→ **WORK ITEM**:
Find the lines of the material below that include the string "Send", then copy each one.

^^^^^^^^^^^^^^^^

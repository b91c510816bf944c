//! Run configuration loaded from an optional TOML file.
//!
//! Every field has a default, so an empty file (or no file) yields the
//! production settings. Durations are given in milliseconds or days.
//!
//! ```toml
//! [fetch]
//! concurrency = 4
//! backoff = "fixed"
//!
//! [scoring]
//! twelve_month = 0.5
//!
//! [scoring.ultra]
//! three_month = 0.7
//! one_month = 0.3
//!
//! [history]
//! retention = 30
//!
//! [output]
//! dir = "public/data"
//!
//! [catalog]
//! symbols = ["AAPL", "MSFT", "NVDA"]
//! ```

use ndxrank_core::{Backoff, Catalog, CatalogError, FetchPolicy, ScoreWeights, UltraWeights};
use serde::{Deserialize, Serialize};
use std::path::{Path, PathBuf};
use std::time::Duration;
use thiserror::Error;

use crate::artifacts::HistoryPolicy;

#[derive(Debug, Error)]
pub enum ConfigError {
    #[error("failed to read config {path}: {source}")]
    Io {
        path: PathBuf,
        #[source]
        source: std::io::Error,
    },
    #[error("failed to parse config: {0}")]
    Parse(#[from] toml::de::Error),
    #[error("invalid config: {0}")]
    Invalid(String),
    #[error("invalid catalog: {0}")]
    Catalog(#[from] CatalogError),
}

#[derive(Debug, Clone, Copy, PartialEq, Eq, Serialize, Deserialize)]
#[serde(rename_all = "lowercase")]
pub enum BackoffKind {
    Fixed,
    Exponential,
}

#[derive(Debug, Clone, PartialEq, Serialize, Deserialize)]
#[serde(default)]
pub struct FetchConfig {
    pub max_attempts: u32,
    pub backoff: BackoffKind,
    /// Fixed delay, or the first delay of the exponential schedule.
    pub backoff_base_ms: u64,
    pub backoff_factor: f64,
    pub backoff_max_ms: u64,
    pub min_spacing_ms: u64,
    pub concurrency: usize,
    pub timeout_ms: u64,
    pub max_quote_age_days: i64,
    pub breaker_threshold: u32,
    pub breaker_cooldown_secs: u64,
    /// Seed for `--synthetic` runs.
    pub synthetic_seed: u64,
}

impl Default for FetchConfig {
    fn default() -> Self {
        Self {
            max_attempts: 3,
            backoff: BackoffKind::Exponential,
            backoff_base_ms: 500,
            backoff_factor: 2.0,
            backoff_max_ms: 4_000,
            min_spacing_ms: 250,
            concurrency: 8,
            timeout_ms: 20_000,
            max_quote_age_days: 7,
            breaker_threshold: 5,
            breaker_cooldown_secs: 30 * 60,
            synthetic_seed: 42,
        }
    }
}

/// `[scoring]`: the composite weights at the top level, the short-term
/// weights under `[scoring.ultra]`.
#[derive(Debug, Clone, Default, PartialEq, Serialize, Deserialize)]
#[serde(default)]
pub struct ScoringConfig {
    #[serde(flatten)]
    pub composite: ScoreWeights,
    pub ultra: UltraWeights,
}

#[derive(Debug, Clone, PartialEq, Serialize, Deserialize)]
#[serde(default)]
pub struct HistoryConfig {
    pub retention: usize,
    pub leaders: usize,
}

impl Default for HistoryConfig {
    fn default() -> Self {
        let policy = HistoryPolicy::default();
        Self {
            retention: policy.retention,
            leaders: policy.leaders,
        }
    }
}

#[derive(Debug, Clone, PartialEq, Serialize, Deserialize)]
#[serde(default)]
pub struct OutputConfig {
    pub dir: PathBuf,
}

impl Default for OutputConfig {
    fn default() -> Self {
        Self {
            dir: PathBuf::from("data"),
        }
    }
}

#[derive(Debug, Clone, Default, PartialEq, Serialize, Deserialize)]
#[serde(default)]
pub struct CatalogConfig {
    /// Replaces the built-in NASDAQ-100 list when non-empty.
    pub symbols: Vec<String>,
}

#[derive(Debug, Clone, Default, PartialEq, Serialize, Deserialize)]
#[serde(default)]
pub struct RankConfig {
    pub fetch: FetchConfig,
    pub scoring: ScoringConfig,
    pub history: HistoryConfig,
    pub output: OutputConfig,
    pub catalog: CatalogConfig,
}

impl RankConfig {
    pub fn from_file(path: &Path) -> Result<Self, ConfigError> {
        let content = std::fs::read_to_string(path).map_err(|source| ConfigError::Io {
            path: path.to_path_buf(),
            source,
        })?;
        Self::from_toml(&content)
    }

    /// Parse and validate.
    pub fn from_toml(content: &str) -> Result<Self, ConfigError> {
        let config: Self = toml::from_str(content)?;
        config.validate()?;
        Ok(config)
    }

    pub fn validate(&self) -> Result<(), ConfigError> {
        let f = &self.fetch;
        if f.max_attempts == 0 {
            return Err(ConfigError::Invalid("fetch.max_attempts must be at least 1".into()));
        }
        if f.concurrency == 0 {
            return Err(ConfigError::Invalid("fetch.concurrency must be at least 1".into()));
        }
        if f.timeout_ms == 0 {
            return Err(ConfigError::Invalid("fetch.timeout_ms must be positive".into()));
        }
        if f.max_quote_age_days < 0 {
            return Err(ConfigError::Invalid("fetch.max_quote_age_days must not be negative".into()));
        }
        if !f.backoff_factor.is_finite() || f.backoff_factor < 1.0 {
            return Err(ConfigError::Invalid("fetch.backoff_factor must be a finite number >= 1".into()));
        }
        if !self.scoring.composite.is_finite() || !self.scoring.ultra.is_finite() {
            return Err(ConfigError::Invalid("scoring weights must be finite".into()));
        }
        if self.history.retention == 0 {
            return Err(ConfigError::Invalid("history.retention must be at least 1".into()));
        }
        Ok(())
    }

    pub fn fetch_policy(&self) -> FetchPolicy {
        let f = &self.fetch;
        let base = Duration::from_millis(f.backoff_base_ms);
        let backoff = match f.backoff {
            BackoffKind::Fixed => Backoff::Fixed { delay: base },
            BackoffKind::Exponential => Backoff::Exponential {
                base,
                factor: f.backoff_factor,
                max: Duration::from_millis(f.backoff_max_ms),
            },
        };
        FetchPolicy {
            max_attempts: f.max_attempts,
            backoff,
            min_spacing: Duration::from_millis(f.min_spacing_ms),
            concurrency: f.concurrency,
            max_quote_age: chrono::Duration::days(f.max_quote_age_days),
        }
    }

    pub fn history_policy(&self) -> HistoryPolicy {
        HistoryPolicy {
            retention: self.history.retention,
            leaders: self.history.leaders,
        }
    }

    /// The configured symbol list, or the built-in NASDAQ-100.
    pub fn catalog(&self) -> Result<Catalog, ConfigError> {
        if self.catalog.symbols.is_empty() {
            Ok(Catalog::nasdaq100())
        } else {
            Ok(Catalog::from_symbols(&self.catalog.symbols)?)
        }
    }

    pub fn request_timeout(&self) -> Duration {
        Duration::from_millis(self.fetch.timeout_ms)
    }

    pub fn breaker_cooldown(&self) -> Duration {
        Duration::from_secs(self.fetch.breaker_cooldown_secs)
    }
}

^^^^^^^^^^^^^^^^

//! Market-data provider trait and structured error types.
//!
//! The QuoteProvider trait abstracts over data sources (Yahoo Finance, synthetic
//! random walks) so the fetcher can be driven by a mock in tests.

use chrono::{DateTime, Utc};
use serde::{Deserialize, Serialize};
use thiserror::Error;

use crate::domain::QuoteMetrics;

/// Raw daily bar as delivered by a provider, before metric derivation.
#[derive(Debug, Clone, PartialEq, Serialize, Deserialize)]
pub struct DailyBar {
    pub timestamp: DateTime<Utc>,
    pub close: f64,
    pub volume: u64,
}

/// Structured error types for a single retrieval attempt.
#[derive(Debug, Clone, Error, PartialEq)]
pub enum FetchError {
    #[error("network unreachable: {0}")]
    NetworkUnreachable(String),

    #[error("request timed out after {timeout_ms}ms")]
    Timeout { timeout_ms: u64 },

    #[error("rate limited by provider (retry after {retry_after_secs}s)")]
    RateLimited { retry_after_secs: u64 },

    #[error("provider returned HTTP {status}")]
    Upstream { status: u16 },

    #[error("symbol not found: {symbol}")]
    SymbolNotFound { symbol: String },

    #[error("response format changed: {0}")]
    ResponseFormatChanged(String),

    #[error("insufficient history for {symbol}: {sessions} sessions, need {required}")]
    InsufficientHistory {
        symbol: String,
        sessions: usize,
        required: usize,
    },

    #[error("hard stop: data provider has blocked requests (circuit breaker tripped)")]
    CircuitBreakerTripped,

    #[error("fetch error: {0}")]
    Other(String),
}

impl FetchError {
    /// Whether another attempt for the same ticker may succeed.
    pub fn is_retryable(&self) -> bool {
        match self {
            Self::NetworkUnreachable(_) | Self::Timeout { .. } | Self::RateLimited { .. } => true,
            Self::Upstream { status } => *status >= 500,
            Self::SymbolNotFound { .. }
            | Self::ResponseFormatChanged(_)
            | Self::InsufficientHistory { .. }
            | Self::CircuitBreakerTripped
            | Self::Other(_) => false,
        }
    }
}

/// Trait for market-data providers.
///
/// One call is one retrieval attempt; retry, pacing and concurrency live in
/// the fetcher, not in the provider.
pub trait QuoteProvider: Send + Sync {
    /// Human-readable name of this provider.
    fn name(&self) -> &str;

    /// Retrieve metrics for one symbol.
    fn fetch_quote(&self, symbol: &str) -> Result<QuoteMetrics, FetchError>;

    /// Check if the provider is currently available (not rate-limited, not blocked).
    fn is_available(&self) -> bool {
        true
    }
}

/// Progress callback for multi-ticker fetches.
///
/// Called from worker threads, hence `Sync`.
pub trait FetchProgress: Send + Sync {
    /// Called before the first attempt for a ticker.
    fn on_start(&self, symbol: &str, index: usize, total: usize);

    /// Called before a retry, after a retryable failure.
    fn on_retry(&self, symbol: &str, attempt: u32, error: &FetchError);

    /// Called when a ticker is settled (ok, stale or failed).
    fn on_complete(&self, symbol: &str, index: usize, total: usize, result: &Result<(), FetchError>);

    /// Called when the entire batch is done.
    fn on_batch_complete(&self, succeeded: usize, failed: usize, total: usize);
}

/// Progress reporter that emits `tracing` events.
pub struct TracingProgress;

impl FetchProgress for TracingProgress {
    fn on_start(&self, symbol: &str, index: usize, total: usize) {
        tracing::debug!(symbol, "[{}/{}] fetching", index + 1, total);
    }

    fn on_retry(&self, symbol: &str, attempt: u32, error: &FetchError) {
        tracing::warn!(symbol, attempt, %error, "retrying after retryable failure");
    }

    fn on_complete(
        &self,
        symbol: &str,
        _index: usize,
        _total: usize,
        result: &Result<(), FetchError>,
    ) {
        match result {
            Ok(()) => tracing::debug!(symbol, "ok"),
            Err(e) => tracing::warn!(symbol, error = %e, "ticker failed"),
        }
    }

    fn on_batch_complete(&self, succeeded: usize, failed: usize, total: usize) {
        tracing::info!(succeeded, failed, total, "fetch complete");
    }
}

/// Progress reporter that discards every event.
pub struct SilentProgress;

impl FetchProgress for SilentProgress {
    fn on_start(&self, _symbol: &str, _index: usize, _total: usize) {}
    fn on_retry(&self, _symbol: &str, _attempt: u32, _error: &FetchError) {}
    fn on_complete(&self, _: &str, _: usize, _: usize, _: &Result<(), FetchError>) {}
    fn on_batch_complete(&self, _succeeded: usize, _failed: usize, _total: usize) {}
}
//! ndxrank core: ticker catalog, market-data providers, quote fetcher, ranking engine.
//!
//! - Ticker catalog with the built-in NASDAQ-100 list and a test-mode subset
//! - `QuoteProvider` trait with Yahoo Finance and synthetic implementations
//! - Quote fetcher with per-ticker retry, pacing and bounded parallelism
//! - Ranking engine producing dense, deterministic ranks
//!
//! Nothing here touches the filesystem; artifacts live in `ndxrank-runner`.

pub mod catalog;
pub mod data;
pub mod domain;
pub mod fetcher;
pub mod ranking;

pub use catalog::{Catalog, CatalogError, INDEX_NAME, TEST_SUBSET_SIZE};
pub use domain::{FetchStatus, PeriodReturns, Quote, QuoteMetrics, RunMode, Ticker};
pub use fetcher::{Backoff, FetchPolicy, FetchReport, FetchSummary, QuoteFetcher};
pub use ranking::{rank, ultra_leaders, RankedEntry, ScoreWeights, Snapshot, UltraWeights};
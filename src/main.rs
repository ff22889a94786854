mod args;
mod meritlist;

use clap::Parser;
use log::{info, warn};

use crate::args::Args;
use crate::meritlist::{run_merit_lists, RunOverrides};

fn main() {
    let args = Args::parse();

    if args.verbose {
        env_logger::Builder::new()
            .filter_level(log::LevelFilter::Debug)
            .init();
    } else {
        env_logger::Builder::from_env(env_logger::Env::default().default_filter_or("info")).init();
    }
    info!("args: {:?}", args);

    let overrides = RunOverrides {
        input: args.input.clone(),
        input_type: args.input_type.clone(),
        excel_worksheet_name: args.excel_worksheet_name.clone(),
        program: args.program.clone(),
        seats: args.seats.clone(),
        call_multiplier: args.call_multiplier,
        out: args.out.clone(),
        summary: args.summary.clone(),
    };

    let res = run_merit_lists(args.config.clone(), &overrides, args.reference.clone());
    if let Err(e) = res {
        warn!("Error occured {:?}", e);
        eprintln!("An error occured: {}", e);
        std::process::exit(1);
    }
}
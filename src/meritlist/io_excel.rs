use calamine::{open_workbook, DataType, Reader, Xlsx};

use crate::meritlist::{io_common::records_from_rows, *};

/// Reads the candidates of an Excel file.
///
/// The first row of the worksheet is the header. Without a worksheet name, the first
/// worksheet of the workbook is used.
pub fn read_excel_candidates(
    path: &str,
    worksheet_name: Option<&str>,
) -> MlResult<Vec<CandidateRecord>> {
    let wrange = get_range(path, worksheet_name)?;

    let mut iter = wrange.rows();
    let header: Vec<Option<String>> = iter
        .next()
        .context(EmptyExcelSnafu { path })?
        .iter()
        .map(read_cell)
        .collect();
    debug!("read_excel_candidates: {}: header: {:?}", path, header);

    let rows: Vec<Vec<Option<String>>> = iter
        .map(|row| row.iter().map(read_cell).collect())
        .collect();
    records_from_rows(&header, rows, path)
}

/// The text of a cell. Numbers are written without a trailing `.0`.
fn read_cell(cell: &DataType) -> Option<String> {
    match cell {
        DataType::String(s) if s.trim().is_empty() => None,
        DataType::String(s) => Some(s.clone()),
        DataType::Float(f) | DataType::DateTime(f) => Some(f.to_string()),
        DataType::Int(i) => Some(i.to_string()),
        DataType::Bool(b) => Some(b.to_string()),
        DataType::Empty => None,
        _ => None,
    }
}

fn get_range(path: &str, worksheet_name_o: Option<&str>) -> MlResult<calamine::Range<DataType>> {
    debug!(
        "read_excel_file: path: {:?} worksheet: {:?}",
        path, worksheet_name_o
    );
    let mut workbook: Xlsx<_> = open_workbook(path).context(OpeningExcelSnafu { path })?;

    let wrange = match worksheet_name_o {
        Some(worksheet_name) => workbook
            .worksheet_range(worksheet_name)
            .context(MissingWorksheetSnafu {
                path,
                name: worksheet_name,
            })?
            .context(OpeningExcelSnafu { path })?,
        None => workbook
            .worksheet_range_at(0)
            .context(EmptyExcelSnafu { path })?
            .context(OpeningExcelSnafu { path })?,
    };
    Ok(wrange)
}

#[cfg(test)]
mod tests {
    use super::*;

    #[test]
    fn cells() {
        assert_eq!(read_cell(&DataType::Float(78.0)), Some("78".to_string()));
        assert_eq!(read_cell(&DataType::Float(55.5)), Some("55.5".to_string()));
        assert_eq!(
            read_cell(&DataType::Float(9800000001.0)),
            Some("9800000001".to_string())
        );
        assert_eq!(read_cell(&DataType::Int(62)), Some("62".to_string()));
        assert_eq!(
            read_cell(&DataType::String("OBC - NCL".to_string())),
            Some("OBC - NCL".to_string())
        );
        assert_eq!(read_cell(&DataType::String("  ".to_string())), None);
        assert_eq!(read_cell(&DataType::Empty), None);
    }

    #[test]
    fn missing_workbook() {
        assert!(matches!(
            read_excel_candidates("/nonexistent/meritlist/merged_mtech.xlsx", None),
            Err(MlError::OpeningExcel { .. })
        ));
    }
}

^^^^^^^^^^^^^^^^

→ **OUTPUT FOR THIS TASK**:
pub trait QuoteProvider: Send + Sync {
pub trait FetchProgress: Send + Sync {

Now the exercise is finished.